◆ **Directions**
From the records that follow, copy every line in which "NoticeKind" appears.

Collected data entries:
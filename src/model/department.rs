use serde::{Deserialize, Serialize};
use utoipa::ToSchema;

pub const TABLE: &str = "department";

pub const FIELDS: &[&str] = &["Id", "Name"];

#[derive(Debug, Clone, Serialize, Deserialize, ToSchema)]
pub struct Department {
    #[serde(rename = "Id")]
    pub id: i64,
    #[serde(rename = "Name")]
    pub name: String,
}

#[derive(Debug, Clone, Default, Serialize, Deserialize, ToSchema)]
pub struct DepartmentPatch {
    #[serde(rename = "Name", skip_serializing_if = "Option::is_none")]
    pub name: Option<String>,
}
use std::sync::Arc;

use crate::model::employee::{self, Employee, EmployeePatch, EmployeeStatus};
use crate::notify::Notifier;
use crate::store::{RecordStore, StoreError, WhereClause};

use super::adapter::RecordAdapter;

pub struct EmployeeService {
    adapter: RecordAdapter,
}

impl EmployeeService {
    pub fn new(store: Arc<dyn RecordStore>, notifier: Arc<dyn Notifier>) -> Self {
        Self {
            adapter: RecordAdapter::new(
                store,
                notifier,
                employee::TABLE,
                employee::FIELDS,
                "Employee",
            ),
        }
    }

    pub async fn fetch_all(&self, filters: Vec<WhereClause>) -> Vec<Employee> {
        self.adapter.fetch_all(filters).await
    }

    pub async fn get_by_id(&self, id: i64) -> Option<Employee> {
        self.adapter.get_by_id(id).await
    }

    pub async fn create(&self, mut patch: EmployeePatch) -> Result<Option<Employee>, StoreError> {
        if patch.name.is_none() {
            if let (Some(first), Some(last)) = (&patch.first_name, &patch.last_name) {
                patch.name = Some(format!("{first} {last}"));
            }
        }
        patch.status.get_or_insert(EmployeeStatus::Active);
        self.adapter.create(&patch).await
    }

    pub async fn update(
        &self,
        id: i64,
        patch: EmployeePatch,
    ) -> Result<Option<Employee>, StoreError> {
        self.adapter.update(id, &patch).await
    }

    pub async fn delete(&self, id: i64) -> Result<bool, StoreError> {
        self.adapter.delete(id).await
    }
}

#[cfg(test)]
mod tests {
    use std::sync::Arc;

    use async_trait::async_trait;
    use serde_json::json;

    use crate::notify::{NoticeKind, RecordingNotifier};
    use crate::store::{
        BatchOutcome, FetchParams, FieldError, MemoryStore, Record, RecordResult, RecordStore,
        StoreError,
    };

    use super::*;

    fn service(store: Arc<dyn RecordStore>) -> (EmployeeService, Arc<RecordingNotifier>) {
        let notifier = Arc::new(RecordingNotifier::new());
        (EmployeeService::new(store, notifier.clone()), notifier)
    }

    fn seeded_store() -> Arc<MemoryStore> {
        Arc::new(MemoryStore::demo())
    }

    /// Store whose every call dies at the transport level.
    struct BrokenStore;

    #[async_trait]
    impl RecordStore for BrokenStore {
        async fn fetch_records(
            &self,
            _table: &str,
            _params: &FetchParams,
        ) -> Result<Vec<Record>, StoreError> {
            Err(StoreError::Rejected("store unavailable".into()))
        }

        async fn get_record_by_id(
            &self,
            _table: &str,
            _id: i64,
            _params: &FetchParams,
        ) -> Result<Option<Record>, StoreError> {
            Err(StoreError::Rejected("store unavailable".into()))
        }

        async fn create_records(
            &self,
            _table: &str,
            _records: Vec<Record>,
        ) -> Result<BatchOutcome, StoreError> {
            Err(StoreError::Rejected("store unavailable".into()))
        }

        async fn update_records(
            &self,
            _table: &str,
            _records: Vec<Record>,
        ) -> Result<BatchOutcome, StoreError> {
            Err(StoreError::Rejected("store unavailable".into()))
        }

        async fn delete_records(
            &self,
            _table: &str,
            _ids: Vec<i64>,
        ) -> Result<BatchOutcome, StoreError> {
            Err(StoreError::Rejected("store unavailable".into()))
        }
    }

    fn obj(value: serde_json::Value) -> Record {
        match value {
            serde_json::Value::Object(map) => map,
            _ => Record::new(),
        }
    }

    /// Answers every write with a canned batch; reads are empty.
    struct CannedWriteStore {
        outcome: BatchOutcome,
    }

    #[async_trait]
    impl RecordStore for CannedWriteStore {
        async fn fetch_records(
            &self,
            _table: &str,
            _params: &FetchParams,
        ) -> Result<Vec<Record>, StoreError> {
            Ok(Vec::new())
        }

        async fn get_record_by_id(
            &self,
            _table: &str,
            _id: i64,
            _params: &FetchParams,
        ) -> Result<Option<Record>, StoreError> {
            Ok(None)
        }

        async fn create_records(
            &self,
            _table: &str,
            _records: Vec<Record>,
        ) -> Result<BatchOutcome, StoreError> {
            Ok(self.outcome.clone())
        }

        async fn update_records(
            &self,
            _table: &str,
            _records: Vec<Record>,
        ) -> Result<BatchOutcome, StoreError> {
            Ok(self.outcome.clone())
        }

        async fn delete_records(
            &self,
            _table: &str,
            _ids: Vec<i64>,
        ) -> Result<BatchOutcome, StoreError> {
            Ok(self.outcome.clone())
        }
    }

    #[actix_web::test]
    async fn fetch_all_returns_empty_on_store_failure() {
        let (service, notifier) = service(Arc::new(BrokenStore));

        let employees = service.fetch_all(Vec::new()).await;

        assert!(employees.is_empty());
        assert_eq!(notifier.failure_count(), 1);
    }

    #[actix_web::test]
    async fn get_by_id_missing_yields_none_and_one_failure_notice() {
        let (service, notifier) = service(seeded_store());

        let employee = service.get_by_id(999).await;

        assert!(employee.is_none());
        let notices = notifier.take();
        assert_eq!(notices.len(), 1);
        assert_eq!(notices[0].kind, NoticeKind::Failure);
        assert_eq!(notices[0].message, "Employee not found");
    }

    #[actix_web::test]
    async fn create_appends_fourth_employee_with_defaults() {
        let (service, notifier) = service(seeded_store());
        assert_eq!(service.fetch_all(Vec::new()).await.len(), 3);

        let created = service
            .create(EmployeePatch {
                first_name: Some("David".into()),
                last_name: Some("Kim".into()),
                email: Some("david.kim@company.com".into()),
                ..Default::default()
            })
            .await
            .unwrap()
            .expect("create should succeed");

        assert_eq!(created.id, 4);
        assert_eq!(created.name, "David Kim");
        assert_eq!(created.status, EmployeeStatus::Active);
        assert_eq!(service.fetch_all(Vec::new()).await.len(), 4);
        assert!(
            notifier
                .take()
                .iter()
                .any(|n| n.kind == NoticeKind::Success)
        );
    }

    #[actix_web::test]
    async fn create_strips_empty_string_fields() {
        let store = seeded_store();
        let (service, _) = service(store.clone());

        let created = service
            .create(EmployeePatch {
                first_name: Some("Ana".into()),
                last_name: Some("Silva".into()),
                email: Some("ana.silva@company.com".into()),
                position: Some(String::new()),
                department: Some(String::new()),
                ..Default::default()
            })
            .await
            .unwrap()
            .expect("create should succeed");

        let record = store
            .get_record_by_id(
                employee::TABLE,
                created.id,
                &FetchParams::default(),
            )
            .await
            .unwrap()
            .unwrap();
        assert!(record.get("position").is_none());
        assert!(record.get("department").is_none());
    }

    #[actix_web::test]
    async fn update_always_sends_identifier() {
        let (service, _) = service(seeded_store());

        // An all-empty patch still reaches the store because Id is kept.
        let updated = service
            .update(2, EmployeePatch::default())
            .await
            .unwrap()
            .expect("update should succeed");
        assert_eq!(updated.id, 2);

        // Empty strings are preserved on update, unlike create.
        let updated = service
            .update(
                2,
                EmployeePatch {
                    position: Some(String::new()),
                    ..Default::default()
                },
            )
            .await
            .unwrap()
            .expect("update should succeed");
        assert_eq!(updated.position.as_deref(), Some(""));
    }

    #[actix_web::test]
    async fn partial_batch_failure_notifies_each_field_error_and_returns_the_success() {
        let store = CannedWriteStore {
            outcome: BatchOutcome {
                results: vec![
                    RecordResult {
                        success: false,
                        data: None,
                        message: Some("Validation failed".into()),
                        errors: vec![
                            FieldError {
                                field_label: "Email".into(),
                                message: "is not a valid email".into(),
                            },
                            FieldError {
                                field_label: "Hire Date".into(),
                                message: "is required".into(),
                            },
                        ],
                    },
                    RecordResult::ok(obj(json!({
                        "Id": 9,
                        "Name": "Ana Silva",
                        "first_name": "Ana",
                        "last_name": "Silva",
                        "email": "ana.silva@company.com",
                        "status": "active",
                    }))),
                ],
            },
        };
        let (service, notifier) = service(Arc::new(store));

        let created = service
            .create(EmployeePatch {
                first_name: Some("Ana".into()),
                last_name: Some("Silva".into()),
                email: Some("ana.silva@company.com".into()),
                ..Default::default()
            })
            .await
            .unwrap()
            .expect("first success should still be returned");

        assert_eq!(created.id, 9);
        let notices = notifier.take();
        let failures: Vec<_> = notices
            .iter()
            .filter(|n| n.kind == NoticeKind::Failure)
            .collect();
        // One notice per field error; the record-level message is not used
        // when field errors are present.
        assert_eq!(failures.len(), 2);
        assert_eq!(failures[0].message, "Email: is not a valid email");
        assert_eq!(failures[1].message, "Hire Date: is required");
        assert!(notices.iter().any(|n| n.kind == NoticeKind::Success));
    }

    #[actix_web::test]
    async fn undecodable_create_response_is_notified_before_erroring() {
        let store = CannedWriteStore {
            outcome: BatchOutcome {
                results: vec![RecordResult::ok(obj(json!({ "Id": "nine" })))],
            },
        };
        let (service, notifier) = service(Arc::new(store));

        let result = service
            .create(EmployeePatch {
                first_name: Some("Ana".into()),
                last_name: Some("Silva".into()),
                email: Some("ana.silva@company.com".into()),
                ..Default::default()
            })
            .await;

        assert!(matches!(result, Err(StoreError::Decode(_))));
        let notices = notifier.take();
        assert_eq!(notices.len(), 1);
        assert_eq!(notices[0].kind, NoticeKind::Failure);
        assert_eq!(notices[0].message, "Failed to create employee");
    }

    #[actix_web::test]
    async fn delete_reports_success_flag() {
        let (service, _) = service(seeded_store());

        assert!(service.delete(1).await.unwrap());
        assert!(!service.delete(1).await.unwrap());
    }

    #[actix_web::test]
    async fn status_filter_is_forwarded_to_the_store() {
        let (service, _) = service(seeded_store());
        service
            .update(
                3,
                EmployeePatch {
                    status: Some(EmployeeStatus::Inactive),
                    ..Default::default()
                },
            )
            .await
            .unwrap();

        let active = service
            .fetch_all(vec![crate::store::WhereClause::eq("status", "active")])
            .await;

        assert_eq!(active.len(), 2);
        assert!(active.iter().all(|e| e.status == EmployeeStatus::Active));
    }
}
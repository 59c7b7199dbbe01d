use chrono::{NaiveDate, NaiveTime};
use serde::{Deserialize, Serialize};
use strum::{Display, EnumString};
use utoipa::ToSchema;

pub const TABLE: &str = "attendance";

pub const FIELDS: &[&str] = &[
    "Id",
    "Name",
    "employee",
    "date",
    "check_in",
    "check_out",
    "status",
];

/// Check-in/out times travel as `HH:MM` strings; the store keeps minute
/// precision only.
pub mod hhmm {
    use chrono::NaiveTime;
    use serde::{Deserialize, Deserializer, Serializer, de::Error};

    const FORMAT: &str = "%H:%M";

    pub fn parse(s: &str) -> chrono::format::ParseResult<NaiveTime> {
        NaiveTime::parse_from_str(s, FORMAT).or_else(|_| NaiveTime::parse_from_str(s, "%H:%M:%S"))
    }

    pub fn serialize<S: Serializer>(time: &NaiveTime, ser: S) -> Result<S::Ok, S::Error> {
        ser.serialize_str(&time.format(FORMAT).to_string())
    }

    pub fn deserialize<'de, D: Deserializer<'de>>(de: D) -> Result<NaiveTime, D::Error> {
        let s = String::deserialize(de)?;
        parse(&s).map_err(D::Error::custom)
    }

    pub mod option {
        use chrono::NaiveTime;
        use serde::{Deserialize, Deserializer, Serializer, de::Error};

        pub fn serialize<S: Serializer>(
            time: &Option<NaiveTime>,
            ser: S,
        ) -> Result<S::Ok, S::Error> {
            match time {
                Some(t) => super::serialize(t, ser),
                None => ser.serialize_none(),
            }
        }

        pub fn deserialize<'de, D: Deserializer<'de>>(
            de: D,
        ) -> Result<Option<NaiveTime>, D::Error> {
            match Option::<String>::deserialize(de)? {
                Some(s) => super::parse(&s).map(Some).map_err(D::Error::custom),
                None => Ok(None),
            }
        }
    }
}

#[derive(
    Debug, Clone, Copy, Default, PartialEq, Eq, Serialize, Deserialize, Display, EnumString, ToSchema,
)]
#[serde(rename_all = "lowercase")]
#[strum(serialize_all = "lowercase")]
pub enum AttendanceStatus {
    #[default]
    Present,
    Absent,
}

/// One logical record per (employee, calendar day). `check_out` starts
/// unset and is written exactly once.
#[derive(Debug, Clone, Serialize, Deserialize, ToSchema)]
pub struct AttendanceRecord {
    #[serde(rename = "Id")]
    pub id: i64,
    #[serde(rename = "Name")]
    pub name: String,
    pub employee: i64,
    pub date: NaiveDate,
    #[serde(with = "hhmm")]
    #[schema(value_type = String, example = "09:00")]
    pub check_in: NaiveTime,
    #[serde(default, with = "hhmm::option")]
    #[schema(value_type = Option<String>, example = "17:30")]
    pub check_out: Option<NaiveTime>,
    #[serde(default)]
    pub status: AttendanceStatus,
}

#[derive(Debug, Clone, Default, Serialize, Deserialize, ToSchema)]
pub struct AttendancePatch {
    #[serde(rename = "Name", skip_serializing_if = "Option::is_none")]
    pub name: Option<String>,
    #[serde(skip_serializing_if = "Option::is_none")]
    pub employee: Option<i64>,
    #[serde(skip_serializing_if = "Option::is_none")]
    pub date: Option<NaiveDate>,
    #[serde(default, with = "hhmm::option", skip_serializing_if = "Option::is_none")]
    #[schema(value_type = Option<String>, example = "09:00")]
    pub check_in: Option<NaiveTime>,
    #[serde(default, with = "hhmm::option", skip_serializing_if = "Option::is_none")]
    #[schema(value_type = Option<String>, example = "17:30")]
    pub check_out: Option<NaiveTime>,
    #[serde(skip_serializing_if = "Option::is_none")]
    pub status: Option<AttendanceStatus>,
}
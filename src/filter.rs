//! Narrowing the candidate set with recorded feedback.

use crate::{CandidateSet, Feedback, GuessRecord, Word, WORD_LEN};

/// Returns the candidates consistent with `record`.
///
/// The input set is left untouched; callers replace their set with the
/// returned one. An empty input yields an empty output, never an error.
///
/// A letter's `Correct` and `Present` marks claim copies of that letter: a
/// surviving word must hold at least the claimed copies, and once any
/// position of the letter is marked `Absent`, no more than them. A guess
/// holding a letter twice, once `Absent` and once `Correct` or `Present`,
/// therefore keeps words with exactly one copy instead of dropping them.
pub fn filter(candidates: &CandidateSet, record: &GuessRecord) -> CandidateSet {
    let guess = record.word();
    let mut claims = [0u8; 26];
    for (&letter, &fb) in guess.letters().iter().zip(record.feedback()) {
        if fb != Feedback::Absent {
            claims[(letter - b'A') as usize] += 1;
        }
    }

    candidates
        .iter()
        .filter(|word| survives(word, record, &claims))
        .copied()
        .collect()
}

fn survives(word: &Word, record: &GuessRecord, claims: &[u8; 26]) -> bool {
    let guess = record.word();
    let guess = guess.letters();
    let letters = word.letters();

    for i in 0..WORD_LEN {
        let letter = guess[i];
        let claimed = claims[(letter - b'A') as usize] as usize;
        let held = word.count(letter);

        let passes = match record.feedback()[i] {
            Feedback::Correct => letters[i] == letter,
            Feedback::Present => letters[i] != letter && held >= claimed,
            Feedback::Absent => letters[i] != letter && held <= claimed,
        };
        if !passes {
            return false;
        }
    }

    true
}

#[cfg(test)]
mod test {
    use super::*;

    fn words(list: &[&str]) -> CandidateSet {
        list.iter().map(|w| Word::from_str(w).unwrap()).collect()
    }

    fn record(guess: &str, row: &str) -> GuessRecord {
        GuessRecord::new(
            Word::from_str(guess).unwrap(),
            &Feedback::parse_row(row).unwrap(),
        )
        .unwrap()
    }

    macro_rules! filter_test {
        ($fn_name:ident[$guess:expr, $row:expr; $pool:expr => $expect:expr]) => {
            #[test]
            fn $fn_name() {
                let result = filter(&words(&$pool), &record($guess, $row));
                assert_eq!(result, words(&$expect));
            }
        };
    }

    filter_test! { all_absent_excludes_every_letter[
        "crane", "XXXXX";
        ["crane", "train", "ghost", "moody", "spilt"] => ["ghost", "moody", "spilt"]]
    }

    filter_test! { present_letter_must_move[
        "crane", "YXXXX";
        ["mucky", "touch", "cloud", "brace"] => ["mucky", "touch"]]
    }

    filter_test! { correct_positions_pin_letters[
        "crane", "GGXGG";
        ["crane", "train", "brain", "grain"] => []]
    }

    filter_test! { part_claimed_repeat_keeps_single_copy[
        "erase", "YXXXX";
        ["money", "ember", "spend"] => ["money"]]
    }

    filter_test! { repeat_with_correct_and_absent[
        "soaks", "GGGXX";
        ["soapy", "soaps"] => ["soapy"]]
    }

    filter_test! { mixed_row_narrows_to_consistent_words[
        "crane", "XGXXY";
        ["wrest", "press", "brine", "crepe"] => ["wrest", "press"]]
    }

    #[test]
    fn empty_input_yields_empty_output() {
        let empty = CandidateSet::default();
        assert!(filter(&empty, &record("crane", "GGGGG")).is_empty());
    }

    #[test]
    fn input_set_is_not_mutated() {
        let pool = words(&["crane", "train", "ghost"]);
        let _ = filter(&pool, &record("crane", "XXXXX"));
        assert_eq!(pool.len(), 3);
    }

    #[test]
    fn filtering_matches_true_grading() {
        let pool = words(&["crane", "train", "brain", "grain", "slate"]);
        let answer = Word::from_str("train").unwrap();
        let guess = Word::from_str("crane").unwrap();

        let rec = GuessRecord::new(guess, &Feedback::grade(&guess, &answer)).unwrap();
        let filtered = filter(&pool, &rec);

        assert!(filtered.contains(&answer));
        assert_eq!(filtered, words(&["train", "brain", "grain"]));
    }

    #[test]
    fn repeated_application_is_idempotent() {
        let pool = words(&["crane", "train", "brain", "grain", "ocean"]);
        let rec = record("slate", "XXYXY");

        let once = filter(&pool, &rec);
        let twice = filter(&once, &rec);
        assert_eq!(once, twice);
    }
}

◆ **Your solution**
    use crate::notify::{NoticeKind, RecordingNotifier};
        assert_eq!(notices[0].kind, NoticeKind::Failure);
                .any(|n| n.kind == NoticeKind::Success)
            .filter(|n| n.kind == NoticeKind::Failure)
        assert!(notices.iter().any(|n| n.kind == NoticeKind::Success));
        assert_eq!(notices[0].kind, NoticeKind::Failure);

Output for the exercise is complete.